Exercise directions: Write only the number of lines in the data that contain the word "infrastructure".

Stored items:
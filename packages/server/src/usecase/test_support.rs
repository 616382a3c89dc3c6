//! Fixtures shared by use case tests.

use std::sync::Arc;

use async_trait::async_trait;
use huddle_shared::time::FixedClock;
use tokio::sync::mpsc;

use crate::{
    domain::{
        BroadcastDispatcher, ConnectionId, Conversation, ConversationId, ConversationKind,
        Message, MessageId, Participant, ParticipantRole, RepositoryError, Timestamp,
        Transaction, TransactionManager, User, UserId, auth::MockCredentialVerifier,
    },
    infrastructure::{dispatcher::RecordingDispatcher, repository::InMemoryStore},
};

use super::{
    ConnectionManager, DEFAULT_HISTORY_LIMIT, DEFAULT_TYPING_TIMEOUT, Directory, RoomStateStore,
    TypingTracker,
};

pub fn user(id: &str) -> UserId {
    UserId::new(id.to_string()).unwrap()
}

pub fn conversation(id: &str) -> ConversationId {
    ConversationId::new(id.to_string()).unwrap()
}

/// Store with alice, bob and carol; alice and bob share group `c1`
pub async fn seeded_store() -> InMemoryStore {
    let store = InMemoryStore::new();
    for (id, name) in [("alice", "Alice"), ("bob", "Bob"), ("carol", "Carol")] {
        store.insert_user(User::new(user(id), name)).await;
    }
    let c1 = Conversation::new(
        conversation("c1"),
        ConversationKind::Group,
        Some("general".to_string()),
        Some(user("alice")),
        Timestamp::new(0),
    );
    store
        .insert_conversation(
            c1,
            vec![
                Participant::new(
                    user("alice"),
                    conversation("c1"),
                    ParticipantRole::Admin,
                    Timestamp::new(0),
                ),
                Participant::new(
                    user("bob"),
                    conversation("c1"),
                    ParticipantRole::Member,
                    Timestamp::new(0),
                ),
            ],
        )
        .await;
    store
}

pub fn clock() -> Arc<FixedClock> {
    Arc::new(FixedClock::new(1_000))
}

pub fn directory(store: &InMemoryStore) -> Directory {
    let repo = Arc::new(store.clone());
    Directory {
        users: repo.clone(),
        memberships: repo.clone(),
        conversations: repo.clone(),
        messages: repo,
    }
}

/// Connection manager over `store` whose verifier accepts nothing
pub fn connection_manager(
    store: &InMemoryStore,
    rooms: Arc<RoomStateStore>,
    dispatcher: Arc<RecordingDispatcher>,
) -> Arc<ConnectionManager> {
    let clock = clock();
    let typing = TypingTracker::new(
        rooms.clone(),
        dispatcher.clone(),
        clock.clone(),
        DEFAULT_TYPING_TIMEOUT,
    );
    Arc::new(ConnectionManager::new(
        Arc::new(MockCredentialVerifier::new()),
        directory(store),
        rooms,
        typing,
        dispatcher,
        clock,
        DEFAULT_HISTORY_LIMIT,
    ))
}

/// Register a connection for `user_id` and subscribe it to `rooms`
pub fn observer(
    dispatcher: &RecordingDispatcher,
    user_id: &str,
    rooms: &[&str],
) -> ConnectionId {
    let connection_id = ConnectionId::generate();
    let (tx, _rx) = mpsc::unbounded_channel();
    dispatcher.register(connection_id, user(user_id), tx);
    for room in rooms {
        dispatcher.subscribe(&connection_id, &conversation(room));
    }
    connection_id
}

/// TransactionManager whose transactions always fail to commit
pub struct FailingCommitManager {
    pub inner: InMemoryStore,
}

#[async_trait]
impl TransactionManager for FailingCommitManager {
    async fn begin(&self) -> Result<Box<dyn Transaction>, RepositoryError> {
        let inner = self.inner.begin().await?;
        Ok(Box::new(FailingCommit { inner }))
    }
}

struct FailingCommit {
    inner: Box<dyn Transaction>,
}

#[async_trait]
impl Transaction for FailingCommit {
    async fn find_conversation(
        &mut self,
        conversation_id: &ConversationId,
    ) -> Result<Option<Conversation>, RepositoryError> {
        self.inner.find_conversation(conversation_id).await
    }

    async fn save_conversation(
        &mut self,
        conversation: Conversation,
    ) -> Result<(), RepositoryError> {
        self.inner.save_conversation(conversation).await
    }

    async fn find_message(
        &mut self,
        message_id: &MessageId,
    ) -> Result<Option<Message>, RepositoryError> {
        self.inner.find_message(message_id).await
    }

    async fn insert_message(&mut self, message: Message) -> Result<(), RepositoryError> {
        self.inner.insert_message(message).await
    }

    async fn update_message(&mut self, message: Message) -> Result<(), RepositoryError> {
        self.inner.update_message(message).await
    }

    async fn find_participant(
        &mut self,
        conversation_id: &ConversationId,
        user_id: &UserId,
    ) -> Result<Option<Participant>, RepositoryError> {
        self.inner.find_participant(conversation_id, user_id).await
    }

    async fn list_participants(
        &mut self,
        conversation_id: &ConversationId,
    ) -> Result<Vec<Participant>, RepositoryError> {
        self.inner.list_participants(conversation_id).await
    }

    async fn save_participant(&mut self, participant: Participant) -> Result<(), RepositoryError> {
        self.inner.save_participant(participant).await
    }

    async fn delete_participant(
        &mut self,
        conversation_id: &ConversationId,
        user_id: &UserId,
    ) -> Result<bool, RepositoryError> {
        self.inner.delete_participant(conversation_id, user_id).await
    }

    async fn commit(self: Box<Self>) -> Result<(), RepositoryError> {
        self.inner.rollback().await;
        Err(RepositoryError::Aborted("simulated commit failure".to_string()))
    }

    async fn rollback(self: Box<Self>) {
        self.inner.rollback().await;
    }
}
--
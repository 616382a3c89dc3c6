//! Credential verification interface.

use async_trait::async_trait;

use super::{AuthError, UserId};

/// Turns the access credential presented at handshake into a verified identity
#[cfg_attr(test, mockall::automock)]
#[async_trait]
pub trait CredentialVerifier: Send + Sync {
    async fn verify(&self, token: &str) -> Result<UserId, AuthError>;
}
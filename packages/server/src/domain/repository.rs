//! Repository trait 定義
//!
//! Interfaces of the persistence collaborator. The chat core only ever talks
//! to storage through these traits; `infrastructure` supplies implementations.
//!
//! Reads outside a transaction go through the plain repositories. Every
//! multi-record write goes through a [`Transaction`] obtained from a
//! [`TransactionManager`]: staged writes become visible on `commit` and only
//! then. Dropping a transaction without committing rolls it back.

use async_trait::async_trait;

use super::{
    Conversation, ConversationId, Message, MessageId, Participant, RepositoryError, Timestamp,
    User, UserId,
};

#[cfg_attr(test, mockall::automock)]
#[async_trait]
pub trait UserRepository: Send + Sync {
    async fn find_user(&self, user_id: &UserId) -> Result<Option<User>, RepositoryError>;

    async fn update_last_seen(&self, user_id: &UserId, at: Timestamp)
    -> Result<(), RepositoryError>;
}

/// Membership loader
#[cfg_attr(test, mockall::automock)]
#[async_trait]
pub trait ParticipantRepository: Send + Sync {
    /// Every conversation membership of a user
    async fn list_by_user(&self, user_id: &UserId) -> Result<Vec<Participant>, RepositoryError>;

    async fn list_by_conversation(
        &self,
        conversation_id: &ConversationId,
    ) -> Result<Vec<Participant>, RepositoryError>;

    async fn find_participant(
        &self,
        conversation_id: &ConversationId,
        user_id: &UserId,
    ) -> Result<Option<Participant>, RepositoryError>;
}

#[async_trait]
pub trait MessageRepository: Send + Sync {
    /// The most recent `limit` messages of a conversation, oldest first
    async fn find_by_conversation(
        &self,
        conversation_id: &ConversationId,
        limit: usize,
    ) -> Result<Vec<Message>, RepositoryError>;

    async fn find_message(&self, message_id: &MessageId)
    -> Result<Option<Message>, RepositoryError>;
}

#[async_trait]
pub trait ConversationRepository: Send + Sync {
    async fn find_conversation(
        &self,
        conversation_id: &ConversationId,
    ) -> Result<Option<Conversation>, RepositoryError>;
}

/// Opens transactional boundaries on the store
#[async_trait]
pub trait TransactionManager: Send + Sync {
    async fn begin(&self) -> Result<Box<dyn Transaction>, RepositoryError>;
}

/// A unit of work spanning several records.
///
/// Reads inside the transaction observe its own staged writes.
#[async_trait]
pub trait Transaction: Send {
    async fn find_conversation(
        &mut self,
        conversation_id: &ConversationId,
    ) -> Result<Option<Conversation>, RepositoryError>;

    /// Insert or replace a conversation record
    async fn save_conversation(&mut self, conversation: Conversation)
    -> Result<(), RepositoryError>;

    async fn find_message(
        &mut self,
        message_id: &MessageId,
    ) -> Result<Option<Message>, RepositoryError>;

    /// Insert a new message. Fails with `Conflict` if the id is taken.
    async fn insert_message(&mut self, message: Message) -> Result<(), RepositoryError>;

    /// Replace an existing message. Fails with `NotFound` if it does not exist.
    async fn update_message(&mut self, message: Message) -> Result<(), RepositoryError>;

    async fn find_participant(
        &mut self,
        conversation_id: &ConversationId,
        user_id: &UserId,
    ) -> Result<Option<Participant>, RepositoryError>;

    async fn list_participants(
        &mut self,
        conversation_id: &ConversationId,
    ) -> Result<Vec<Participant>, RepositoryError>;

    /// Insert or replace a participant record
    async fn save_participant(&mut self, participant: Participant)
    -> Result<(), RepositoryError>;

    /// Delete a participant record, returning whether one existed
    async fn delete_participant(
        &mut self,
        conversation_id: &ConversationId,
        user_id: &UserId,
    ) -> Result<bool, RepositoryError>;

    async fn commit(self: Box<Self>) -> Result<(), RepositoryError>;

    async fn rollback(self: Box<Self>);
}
--
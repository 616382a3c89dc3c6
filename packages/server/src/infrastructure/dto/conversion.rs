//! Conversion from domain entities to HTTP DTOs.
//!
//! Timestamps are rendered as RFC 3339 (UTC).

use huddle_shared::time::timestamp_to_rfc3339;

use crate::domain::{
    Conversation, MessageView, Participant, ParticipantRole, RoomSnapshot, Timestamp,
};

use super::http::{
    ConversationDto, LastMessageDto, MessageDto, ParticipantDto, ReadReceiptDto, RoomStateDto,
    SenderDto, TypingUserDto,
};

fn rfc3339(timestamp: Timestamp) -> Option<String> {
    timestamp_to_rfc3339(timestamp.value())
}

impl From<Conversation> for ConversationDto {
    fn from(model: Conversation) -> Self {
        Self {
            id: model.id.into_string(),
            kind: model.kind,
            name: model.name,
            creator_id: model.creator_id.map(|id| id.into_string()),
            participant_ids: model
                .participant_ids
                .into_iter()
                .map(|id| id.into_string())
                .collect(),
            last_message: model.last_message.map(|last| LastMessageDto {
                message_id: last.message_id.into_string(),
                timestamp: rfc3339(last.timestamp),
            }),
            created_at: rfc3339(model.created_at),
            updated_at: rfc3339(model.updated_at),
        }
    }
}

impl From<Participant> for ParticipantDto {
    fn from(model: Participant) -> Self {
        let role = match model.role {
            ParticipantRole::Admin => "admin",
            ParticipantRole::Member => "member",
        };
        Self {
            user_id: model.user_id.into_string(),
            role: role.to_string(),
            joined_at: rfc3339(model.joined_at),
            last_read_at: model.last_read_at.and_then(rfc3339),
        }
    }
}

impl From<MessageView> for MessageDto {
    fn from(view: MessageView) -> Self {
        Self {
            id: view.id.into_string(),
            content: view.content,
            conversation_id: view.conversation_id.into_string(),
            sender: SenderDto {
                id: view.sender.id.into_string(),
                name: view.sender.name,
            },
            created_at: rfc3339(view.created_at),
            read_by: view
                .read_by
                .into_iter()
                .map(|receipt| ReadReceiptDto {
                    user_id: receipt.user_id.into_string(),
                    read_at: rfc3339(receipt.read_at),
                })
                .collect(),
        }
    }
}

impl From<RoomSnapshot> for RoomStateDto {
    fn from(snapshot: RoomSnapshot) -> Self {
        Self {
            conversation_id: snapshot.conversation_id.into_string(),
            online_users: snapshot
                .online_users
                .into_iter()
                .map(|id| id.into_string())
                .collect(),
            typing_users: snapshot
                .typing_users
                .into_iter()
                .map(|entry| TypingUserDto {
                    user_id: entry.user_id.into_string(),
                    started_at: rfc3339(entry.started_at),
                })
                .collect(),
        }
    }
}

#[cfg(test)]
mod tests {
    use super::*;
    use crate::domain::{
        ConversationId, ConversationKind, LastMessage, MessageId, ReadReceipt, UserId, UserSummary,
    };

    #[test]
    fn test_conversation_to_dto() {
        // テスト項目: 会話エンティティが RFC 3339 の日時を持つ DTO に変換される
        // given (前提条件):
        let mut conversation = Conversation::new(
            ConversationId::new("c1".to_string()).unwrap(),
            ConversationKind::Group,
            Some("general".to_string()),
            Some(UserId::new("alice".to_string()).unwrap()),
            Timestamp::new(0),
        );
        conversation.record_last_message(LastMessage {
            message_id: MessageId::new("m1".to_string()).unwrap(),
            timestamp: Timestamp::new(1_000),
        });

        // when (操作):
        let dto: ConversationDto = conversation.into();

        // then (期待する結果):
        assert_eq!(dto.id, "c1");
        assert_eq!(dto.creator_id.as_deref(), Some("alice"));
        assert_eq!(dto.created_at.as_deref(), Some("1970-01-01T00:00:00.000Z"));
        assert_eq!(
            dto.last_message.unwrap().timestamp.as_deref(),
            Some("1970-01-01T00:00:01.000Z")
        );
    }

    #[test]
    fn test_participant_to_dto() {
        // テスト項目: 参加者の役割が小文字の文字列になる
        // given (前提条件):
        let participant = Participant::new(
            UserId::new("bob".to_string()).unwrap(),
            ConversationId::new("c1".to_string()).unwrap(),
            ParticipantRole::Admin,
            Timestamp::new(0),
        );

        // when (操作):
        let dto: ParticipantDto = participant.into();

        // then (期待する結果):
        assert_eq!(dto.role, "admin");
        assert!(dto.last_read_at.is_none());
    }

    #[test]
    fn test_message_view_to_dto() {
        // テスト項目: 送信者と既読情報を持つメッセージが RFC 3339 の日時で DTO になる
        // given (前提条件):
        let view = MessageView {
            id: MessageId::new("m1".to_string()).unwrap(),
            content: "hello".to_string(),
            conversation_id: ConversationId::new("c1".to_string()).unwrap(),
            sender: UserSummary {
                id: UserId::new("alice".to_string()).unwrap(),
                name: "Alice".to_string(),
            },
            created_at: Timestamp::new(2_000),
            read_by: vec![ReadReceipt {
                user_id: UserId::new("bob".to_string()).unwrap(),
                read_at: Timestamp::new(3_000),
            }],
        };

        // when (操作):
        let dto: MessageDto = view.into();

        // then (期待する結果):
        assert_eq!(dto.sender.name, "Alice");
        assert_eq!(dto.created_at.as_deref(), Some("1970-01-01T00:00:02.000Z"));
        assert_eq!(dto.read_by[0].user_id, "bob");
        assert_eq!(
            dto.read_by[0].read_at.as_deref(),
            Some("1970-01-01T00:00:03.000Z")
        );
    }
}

The completed task: 3